Researchers at the International Center for Materials Nanoarchitectonics (MANA), Tsukuba, Japan, and the University of California observed a temporary higher-conductance state in the Ag2S system following an incident electric pulse. Repetition of the input pulse over 2-second intervals led to permanently higher conductance. These two responses mimic the short-term plasticity and long-term potentiality in biological synapses.
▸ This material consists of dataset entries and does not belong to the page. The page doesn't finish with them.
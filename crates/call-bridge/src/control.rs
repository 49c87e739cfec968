//! Call-control facade
//!
//! Thin synchronous wrapper over [`SipEngine`]. Every operation runs inside one serialization
//! domain that engine-callback delivery also enters (see [`CallControl::serialize`]), so an
//! application-initiated `hang_up` and an in-flight `InviteAnswered` for the same session
//! never interleave. The lock is reentrant: engines are allowed to deliver callbacks
//! synchronously from inside an operation.
//!
//! Result codes are passed through untouched; negative codes become
//! [`BridgeError::Sdk`] carrying the vendor value.

use std::sync::Arc;

use parking_lot::ReentrantMutex;

use crate::config::{AudioCodec, DtmfMethod, InitializeConfig, Platform, SipAccount, SrtpPolicy};
use crate::error::{BridgeError, BridgeResult};
use crate::sdk::SipEngine;
use crate::types::SessionId;

pub struct CallControl {
    engine: Arc<dyn SipEngine>,
    serial: ReentrantMutex<()>,
}

impl std::fmt::Debug for CallControl {
    fn fmt(&self, f: &mut std::fmt::Formatter<'_>) -> std::fmt::Result {
        f.debug_struct("CallControl")
            .field("engine", &"<vendor engine>")
            .field("platform", &self.engine.platform())
            .finish()
    }
}

macro_rules! forward {
    ($self:ident, $op:literal, $call:expr) => {{
        let _serial = $self.serial.lock();
        let code = $call;
        tracing::debug!("{} -> {}", $op, code);
        BridgeError::check_code($op, code)
    }};
}

impl CallControl {
    pub fn new(engine: Arc<dyn SipEngine>) -> Self {
        Self {
            engine,
            serial: ReentrantMutex::new(()),
        }
    }

    pub fn platform(&self) -> Platform {
        self.engine.platform()
    }

    /// Run `f` inside the facade's serialization domain
    pub fn serialize<R>(&self, f: impl FnOnce() -> R) -> R {
        let _serial = self.serial.lock();
        f()
    }

    pub fn initialize(&self, config: &InitializeConfig) -> BridgeResult<()> {
        forward!(self, "initialize", self.engine.initialize(config))
    }

    pub fn uninitialize(&self) {
        let _serial = self.serial.lock();
        self.engine.uninitialize();
        tracing::debug!("uninitialize");
    }

    pub fn set_license_key(&self, key: &str) -> BridgeResult<()> {
        forward!(self, "setLicenseKey", self.engine.set_license_key(key))
    }

    pub fn register(&self, account: &SipAccount) -> BridgeResult<()> {
        forward!(self, "register", self.engine.set_user(account))
    }

    pub fn register_server(&self, timeout_secs: u32, retry_times: u32) -> BridgeResult<()> {
        forward!(self, "registerServer", self.engine.register_server(timeout_secs, retry_times))
    }

    pub fn unregister(&self) -> BridgeResult<()> {
        forward!(self, "unRegister", self.engine.unregister_server())
    }

    /// Place a call and return the engine-assigned session id
    pub fn make_call(&self, callee: &str, send_sdp: bool, video_call: bool) -> BridgeResult<SessionId> {
        let _serial = self.serial.lock();
        let raw = self.engine.call(callee, send_sdp, video_call);
        tracing::debug!("makeCall {} -> {}", callee, raw);
        if raw < 0 {
            // Vendor codes fit in i32; anything wider is clamped rather than wrapped
            let code = i32::try_from(raw).unwrap_or(i32::MIN);
            return Err(BridgeError::Sdk { operation: "makeCall", code });
        }
        SessionId::new(raw)
    }

    pub fn hang_up(&self, session_id: SessionId) -> BridgeResult<()> {
        forward!(self, "hangUp", self.engine.hang_up(session_id.get()))
    }

    pub fn hold(&self, session_id: SessionId) -> BridgeResult<()> {
        forward!(self, "hold", self.engine.hold(session_id.get()))
    }

    pub fn un_hold(&self, session_id: SessionId) -> BridgeResult<()> {
        forward!(self, "unHold", self.engine.un_hold(session_id.get()))
    }

    pub fn mute_session(
        &self,
        session_id: SessionId,
        mute_incoming_audio: bool,
        mute_outgoing_audio: bool,
        mute_incoming_video: bool,
        mute_outgoing_video: bool,
    ) -> BridgeResult<()> {
        forward!(
            self,
            "muteSession",
            self.engine.mute_session(
                session_id.get(),
                mute_incoming_audio,
                mute_outgoing_audio,
                mute_incoming_video,
                mute_outgoing_video,
            )
        )
    }

    pub fn set_speaker(&self, enable: bool) -> BridgeResult<()> {
        forward!(self, "setLoudspeakerStatus", self.engine.set_loudspeaker_status(enable))
    }

    pub fn send_dtmf(
        &self,
        session_id: SessionId,
        method: DtmfMethod,
        code: u8,
        duration_ms: u32,
        play_tone: bool,
    ) -> BridgeResult<()> {
        forward!(
            self,
            "sendDtmf",
            self.engine.send_dtmf(session_id.get(), method, code, duration_ms, play_tone)
        )
    }

    pub fn set_audio_codecs(&self, codecs: &[AudioCodec]) -> BridgeResult<()> {
        forward!(self, "setAudioCodecs", self.engine.set_audio_codecs(codecs))
    }

    pub fn set_srtp_policy(&self, policy: SrtpPolicy) -> BridgeResult<()> {
        forward!(self, "setSrtpPolicy", self.engine.set_srtp_policy(policy))
    }

    pub fn enable_3gpp_tags(&self, enable: bool) -> BridgeResult<()> {
        forward!(self, "enable3GppTags", self.engine.enable_3gpp_tags(enable))
    }

    pub fn enable_cng(&self, enable: bool) -> BridgeResult<()> {
        forward!(self, "enableCNG", self.engine.enable_cng(enable))
    }

    pub fn enable_vad(&self, enable: bool) -> BridgeResult<()> {
        forward!(self, "enableVAD", self.engine.enable_vad(enable))
    }

    /// The iOS engine runs echo cancellation inside the system audio unit and exposes no
    /// toggle; there this is a successful no-op.
    pub fn enable_aec(&self, enable: bool) -> BridgeResult<()> {
        if !self.has_audio_processing_toggles() {
            tracing::debug!("enableAEC({}) skipped on {:?}", enable, self.platform());
            return Ok(());
        }
        forward!(self, "enableAEC", self.engine.enable_aec(enable))
    }

    pub fn enable_agc(&self, enable: bool) -> BridgeResult<()> {
        if !self.has_audio_processing_toggles() {
            tracing::debug!("enableAGC({}) skipped on {:?}", enable, self.platform());
            return Ok(());
        }
        forward!(self, "enableAGC", self.engine.enable_agc(enable))
    }

    pub fn enable_ans(&self, enable: bool) -> BridgeResult<()> {
        if !self.has_audio_processing_toggles() {
            tracing::debug!("enableANS({}) skipped on {:?}", enable, self.platform());
            return Ok(());
        }
        forward!(self, "enableANS", self.engine.enable_ans(enable))
    }

    pub fn enable_audio_manager(&self, enable: bool) -> BridgeResult<()> {
        forward!(self, "enableAudioManager", self.engine.enable_audio_manager(enable))
    }

    fn has_audio_processing_toggles(&self) -> bool {
        self.engine.platform() == Platform::Android
    }
}

#[cfg(test)]
mod tests {
    use super::*;
    use crate::testing::{EngineCall, MockEngine};

    #[test]
    fn test_codes_pass_through() {
        let engine = Arc::new(MockEngine::new());
        let control = CallControl::new(engine.clone());
        let id = SessionId::new(500).unwrap();

        assert!(control.hold(id).is_ok());

        engine.fail_next("hold", -60098);
        let err = control.hold(id).unwrap_err();
        assert!(matches!(err, BridgeError::Sdk { operation: "hold", code: -60098 }));
        assert_eq!(err.result_code(), -60098);
    }

    #[test]
    fn test_make_call_returns_engine_session_id() {
        let engine = Arc::new(MockEngine::new().with_next_session(500));
        let control = CallControl::new(engine.clone());

        let id = control.make_call("1002", true, false).unwrap();
        assert_eq!(id.get(), 500);
        assert_eq!(
            engine.calls(),
            vec![EngineCall::Call { callee: "1002".into(), send_sdp: true, video: false }]
        );

        engine.fail_next("call", -60001);
        assert!(matches!(
            control.make_call("1003", true, false),
            Err(BridgeError::Sdk { operation: "makeCall", code: -60001 })
        ));
    }

    #[test]
    fn test_audio_processing_shim() {
        let ios = Arc::new(MockEngine::new().with_platform(Platform::Ios));
        let control = CallControl::new(ios.clone());
        ios.fail_next("enableAEC", -1);
        assert!(control.enable_aec(true).is_ok());
        assert!(control.enable_agc(true).is_ok());
        assert!(control.enable_ans(false).is_ok());
        assert!(ios.calls().is_empty());

        let android = Arc::new(MockEngine::new().with_platform(Platform::Android));
        let control = CallControl::new(android.clone());
        assert!(control.enable_aec(true).is_ok());
        assert_eq!(android.calls(), vec![EngineCall::EnableAec(true)]);
    }

    #[test]
    fn test_serialize_is_reentrant() {
        let engine = Arc::new(MockEngine::new());
        let control = CallControl::new(engine);
        let id = SessionId::new(1).unwrap();
        let result = control.serialize(|| control.serialize(|| control.hang_up(id)));
        assert!(result.is_ok());
    }
}
//! Global subscriber installation; kept in its own test binary

use sipkit_call_bridge::logging::{setup_logging, LoggingConfig};
use sipkit_call_bridge::{BridgeError, LogLevel};

#[test]
fn test_setup_logging_installs_once() {
    let config = LoggingConfig::from(LogLevel::Debug).with_file_info();
    assert!(setup_logging(config.clone()).is_ok());
    tracing::debug!("logging is up");

    assert!(matches!(setup_logging(config), Err(BridgeError::Config { .. })));
}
Their research was published in Nature Materials: Short-term plasticity and long-term potentiation mimicked in single inorganic synapses

Memory is believed to occur in the human brain as a result of two types of synaptic plasticity: short-term plasticity (STP) and long-term potentiation (LTP). In neuromorphic engineering, emulation of known neural behaviour has proven to be difficult to implement in software because of the highly complex interconnected nature of thought processes. Here we report the discovery of a Ag2S inorganic synapse, which emulates the synaptic functions of both STP and LTP characteristics through the use of input pulse repetition time. The structure known as an atomic switch, operating at critical voltages, stores information as STP with a spontaneous decay of conductance level in response to intermittent input stimuli, whereas frequent stimulation results in a transition to LTP. The Ag2S inorganic synapse has interesting characteristics with analogies to an individual biological synapse, and achieves dynamic memorization in a single device without the need of external preprogramming. A psychological model related to the process of memorizing and forgetting is also demonstrated using the inorganic synapses. Our Ag2S element indicates a breakthrough in mimicking synaptic behaviour essential for the further creation of artificial neural systems that emulate characteristics of human memory.

Publications and Affiliation
Takeo Ohno1, Tsuyoshi Hasegawa1, Tohru Tsuruoka1, Kazuya Terabe1, James K. Gimzewski1,2,3 and Masakazu Aono1, Short-term plasticity and long-term potentiation mimicked in single inorganic synapses. Nature Materials, 10, 591-595, (2011).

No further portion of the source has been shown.